• _Problem statement_: List every line below containing "InvalidConfiguration".
━━━━━ Data shown
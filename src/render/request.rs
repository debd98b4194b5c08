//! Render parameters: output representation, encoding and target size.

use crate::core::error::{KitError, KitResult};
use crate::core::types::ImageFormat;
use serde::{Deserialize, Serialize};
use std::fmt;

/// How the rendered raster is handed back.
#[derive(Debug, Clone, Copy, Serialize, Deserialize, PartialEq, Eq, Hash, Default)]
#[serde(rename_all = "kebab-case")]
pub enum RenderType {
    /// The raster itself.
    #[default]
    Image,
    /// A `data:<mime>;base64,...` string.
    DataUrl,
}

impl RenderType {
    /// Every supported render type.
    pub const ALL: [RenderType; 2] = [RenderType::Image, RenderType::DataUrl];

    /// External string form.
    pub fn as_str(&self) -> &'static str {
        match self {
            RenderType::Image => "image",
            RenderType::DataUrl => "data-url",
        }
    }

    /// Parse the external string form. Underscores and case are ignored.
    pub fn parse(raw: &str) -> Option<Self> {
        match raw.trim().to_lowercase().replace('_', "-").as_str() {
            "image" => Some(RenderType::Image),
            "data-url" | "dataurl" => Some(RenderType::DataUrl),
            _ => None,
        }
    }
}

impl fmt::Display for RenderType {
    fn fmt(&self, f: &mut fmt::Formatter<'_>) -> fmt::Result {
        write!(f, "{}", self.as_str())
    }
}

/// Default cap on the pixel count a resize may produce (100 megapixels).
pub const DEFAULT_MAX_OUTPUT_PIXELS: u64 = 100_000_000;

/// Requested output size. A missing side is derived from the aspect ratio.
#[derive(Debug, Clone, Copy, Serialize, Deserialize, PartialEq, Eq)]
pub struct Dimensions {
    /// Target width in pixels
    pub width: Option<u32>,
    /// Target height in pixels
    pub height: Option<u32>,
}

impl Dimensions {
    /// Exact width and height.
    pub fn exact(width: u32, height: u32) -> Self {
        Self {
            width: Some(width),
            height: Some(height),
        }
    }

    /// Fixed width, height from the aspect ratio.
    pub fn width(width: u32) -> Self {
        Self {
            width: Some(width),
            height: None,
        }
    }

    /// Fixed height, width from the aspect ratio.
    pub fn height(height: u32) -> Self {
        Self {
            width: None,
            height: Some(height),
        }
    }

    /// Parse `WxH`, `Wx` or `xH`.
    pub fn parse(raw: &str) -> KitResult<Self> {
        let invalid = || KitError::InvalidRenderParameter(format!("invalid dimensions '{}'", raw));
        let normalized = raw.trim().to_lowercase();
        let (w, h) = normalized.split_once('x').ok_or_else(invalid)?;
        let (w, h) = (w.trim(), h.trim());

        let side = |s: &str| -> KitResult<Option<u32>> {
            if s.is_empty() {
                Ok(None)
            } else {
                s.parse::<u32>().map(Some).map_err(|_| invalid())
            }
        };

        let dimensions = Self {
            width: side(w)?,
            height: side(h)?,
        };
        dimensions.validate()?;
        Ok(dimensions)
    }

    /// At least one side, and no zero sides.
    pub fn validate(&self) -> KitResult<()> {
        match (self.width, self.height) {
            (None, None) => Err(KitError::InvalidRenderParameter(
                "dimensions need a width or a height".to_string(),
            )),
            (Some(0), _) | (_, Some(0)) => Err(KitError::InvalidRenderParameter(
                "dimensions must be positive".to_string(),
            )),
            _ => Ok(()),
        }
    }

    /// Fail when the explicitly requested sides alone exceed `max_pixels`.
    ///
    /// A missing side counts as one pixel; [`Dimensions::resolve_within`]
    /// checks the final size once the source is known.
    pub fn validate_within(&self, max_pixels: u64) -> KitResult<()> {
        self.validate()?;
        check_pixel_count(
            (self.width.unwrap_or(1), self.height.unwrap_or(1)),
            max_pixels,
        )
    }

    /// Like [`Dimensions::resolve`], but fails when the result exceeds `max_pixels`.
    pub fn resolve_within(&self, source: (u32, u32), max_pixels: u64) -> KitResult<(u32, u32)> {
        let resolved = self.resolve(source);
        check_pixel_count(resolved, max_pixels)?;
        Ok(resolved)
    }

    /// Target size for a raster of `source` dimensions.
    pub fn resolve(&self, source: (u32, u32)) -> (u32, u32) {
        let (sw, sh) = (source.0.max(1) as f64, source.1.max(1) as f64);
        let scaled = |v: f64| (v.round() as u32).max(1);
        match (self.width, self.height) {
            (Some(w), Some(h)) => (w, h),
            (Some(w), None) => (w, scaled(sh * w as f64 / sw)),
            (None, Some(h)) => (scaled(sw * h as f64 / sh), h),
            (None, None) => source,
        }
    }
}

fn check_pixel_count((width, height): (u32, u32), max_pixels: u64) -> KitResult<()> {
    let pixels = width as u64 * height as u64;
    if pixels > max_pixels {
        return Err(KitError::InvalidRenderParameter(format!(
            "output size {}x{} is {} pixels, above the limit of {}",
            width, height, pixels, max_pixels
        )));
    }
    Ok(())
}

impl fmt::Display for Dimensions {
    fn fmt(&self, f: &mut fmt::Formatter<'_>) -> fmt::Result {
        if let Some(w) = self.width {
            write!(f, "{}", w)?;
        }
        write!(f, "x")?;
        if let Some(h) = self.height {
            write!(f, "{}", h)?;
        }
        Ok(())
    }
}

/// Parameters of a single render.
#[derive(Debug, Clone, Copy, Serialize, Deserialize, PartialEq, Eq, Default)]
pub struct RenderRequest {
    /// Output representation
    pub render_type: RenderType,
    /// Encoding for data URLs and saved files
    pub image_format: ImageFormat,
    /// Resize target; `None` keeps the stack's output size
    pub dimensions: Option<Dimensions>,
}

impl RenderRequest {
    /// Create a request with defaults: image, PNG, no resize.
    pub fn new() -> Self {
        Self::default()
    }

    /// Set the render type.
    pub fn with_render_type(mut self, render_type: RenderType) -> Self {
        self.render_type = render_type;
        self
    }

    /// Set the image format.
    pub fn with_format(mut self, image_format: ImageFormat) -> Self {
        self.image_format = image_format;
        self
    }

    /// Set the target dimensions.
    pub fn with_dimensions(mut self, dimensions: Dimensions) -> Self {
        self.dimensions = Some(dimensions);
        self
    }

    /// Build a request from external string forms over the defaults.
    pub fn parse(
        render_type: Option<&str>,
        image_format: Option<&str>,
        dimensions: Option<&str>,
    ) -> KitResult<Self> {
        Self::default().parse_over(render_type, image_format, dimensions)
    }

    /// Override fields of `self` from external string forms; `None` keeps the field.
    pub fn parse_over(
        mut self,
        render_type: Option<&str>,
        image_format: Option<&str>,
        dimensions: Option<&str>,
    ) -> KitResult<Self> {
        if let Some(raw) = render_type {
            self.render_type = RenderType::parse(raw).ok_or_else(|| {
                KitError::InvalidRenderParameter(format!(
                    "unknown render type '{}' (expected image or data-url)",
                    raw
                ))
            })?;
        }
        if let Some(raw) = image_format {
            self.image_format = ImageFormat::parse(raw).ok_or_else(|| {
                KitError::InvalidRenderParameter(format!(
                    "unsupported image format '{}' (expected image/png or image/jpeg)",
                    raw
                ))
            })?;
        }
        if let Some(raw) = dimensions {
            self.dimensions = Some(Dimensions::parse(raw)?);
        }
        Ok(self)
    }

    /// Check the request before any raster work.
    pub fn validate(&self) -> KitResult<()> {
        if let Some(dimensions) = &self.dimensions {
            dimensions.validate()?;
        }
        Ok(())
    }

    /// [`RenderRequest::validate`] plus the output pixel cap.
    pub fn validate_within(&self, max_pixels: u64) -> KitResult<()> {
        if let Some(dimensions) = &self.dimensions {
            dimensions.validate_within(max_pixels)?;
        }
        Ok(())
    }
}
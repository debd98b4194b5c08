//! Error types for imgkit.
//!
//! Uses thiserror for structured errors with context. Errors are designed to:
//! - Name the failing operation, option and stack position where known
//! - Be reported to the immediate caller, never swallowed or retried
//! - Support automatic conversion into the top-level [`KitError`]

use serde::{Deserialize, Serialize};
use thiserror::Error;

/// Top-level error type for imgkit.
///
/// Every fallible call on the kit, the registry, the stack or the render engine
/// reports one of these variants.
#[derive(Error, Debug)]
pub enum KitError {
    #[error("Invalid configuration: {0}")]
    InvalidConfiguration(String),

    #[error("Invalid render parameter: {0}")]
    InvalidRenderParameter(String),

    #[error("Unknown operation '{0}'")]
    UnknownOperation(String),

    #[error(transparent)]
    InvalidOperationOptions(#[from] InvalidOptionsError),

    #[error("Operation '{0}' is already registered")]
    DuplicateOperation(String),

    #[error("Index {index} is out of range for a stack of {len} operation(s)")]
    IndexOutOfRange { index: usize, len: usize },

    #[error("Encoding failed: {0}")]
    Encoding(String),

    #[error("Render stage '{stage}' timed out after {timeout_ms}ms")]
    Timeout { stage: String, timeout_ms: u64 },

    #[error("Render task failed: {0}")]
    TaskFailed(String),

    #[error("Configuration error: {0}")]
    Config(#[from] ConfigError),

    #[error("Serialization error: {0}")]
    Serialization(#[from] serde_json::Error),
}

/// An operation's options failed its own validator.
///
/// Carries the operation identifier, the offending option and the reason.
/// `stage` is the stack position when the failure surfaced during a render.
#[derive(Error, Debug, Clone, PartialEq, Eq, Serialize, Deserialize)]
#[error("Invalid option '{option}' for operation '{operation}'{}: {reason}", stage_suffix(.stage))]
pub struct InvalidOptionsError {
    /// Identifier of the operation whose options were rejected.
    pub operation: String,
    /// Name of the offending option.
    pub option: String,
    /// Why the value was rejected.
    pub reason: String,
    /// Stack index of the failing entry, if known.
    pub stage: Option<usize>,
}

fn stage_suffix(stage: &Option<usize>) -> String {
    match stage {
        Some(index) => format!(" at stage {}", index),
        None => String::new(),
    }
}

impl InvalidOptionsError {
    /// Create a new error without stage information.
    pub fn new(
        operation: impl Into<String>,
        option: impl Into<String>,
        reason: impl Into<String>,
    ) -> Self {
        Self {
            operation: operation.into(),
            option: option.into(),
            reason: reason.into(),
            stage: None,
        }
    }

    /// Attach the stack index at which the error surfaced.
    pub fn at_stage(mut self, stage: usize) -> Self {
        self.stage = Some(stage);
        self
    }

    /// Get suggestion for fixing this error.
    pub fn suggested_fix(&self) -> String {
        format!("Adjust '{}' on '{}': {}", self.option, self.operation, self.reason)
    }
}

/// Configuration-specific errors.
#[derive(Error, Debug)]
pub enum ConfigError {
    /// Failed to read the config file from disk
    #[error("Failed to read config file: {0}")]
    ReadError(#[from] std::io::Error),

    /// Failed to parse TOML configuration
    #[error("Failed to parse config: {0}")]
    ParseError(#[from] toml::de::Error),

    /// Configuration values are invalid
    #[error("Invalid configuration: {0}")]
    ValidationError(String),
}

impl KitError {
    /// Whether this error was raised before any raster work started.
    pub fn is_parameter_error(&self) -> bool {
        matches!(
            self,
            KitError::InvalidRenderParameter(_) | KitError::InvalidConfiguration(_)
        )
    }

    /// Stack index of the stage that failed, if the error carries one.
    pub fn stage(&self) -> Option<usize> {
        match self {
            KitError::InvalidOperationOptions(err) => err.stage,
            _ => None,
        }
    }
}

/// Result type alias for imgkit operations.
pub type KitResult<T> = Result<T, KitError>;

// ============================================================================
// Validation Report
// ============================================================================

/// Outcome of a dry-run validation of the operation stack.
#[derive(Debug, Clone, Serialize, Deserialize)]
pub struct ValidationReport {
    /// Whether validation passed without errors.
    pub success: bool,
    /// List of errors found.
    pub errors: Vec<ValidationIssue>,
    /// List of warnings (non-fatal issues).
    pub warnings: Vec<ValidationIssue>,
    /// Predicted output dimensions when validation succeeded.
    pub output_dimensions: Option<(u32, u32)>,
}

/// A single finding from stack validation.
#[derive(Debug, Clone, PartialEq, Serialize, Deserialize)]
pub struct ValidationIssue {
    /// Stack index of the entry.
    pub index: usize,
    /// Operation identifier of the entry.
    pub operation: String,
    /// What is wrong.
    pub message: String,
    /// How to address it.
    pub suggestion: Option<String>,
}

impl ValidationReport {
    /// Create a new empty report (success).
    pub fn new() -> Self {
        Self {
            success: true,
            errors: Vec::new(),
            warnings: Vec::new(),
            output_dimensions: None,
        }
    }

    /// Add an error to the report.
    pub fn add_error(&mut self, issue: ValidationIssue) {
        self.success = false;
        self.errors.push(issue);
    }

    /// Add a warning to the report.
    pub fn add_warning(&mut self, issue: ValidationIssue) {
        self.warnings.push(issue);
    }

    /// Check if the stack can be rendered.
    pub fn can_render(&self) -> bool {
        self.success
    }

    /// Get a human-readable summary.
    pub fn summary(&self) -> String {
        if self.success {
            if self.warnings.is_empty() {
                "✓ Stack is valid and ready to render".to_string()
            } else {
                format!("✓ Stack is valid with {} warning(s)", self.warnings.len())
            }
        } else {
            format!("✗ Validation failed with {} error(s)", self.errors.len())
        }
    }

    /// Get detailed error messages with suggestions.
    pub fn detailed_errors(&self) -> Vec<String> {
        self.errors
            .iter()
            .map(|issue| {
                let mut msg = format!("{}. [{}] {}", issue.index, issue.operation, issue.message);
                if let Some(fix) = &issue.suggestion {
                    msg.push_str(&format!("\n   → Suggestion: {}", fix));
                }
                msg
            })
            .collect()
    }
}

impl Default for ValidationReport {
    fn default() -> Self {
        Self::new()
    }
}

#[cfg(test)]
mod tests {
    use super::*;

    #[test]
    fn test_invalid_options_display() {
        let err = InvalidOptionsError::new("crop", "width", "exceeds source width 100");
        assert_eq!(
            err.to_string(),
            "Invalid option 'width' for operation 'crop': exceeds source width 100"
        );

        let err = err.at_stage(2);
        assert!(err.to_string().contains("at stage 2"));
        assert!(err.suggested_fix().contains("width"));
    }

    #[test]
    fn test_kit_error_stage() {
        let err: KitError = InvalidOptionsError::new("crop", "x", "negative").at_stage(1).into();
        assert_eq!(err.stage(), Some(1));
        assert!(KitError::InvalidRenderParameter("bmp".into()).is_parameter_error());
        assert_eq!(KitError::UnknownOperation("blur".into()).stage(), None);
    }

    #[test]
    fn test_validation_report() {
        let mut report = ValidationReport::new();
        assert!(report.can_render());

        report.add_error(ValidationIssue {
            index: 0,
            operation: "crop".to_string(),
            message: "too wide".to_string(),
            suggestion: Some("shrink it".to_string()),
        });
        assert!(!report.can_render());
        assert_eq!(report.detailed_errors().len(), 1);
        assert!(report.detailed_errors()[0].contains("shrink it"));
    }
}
━━━━━━━━━━
• _Answer box_:
    InvalidConfiguration(String),
            KitError::InvalidRenderParameter(_) | KitError::InvalidConfiguration(_)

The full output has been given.